Alessandro Mrakic, Leiter des Gaza-Büros des UN-Entwicklungsprogramms (UNDP), sagte UN News, dass Familien, die vor schweren Bombardements geflohen waren, mehrmals umgezogen seien, bevor sie zurückkehrten. UNDP stellte 200 Behelfswohneinheiten zur Verfügung, und hinter ihm, so sagte er, produzierten die Leute bereits Auberginen, Tomaten und Molokhia – denn nichts sagt Widerstandsfähigkeit wie Gemüseanbau in einer Kriegszone.

Die Ernährungs- und Landwirtschaftsorganisation der UNO (FAO) weitete ihre Barhilfe aus, um etwa 1.500 palästinensischen Bauern zu helfen, während der Pflanzsaison 2026 Land zu bewirtschaften – genug, um frisches Gemüse für über 100.000 Menschen zu produzieren. Aber die FAO warnte, dass die Bauern aufgrund der anhaltenden israelischen Militäroperationen „in schnell schrumpfenden Raum gequetscht“ würden, und fordert Zugang zu Land, Meer und Produktionsmitteln wie Saatgut, Dünger, Bewässerungsausrüstung und Fanggerät. Denn man kann nicht anbauen, wenn auf einen geschossen wird.

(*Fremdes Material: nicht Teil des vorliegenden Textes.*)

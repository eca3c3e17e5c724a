use std::io::{self, Write};

use anyhow::Result;
use console::style;

use crate::boundary::BoundaryWarning;
use crate::selector::SelectionResult;
use crate::strategy::Strategy;

pub fn display_error(message: &str) {
    eprintln!("{} {}", style("ERROR:").red(), message);
}

pub fn display_success(message: &str) {
    println!("{} {}", style("✓").green(), message);
}

pub fn display_status(message: &str) {
    println!("{} {}", style("→").yellow(), message);
}

pub fn display_boundary_warning(warning: &BoundaryWarning) {
    eprintln!("{} {}", style("⚠ WARNING:").yellow(), warning);
}

/// Render the keep/delete report for a selection.
///
/// One line per release in the shape `- <tag> (<name or "no name">)`,
/// split into the keep section and the delete section.
pub fn display_selection_report(result: &SelectionResult, strategy: &Strategy) {
    println!("\n{}", style(format!("Strategy: {}", strategy)).bold());

    println!(
        "\n{}",
        style(format!("Releases to keep ({}):", result.keep.len())).bold()
    );
    for release in &result.keep {
        println!("  - {} ({})", style(&release.tag_name).green(), release.label());
    }

    println!(
        "\n{}",
        style(format!("Releases to delete ({}):", result.delete.len())).bold()
    );
    for release in &result.delete {
        println!("  - {} ({})", style(&release.tag_name).red(), release.label());
    }
}

/// List the recognized strategy tokens.
pub fn display_strategies() {
    println!("{}", style("Recognized strategies:").bold());
    for token in Strategy::VOCABULARY {
        println!("  - {}", token);
    }
}

/// Prompts user to confirm an action with a yes/no prompt.
///
/// Displays the given prompt and accepts "y" or "yes" (case-insensitive) as
/// confirmation. Default is "no" if user presses Enter.
///
/// # Arguments
/// * `prompt` - The prompt message to display (without the "(y/N): " suffix)
///
/// # Returns
/// * `Ok(true)` - If user entered "y" or "yes"
/// * `Ok(false)` - Otherwise (including Enter, or "n"/"no")
/// * `Err` - If input error occurs
pub fn confirm_action(prompt: &str) -> Result<bool> {
    print!("\n{} (y/N): ", prompt);
    io::stdout().flush()?;

    let mut input = String::new();
    io::stdin().read_line(&mut input)?;

    let response = input.trim().to_lowercase();
    Ok(response == "y" || response == "yes")
}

Unterdessen begrüßte der stellvertretende Sonderkoordinator Ramiz Alakbarov neue Zusagen in Höhe von fast 58 Millionen Dollar von acht Mitgliedstaaten an den UN-Horizontfonds und bat höflich um mehr Geld. Das Welternährungsprogramm (WFP) stellte fest, dass vertriebene Gazaner Gefahr laufen, den Zugang zu grundlegenden Dienstleistungen zu verlieren, aber trotz Hindernissen erreichten WFP und Partner in den ersten zwölf Tagen dieses Monats über 250.000 Menschen an 36 Verteilungsstellen. Humanitäre Partner verteilten außerdem mehr als 5.440 Bildungssets, um rund 217.600 Kinder bei Sommerlernaktivitäten zu unterstützen – denn selbst in einer Kriegszone brauchen Kinder Hausaufgaben.

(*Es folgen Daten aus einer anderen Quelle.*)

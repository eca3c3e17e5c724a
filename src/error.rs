use thiserror::Error;

/// Unified error type for release-prune operations
#[derive(Error, Debug)]
pub enum ReleasePruneError {
    #[error("Unknown strategy: {0}")]
    UnknownStrategy(String),

    #[error("Invalid strategy format: {0}")]
    InvalidStrategyFormat(String),

    #[error("Configuration error: {0}")]
    Config(String),

    #[error("Remote operation failed: {0}")]
    Remote(String),

    #[error("HTTP request failed: {0}")]
    Http(#[from] reqwest::Error),

    #[error("I/O error: {0}")]
    Io(#[from] std::io::Error),
}

/// Convenience type alias for Results in release-prune
pub type Result<T> = std::result::Result<T, ReleasePruneError>;

impl ReleasePruneError {
    /// Create an unknown-strategy error
    pub fn unknown_strategy(token: impl Into<String>) -> Self {
        ReleasePruneError::UnknownStrategy(token.into())
    }

    /// Create an invalid-strategy-format error with context
    pub fn invalid_strategy_format(msg: impl Into<String>) -> Self {
        ReleasePruneError::InvalidStrategyFormat(msg.into())
    }

    /// Create a configuration error with context
    pub fn config(msg: impl Into<String>) -> Self {
        ReleasePruneError::Config(msg.into())
    }

    /// Create a remote error with context
    pub fn remote(msg: impl Into<String>) -> Self {
        ReleasePruneError::Remote(msg.into())
    }
}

Drüben im Westjordanland besuchte eine hochrangige OCHA-Delegation das Dorf Deir Nidham und traf palästinensische Familien, die von Siedlergewalt und Siedlungsausbau betroffen sind. Siedlerangriffe machten im Jahr 2026 bisher etwa 55 % aller palästinensischen Verletzungen im Westjordanland aus – eine Statistik, die sich kaum beschönigen lässt. UN-Sprecher Stéphane Dujarric sagte, der Generalsekretär sei „zutiefst beunruhigt“, dass die israelischen Behörden der Siedlung Givat Ze'ev den Stadtstatus verliehen hätten, obwohl er anmerkte, dass diese Bezeichnung ihren illegalen Status nach internationalem Recht nicht ändere. Alle israelischen Siedlungen im besetzten Westjordanland, einschließlich Ostjerusalems, seien nach internationalem Recht illegal, wiederholte Dujarric und erinnerte an das Gutachten des Internationalen Gerichtshofs vom Juli 2024. Siedlungen blieben ein großes Hindernis für eine Zweistaatenlösung, und der Generalsekretär erneuerte seinen Aufruf an Israel, alle Siedlungsaktivitäten zu stoppen. Denn offenbar muss die Botschaft wiederholt werden.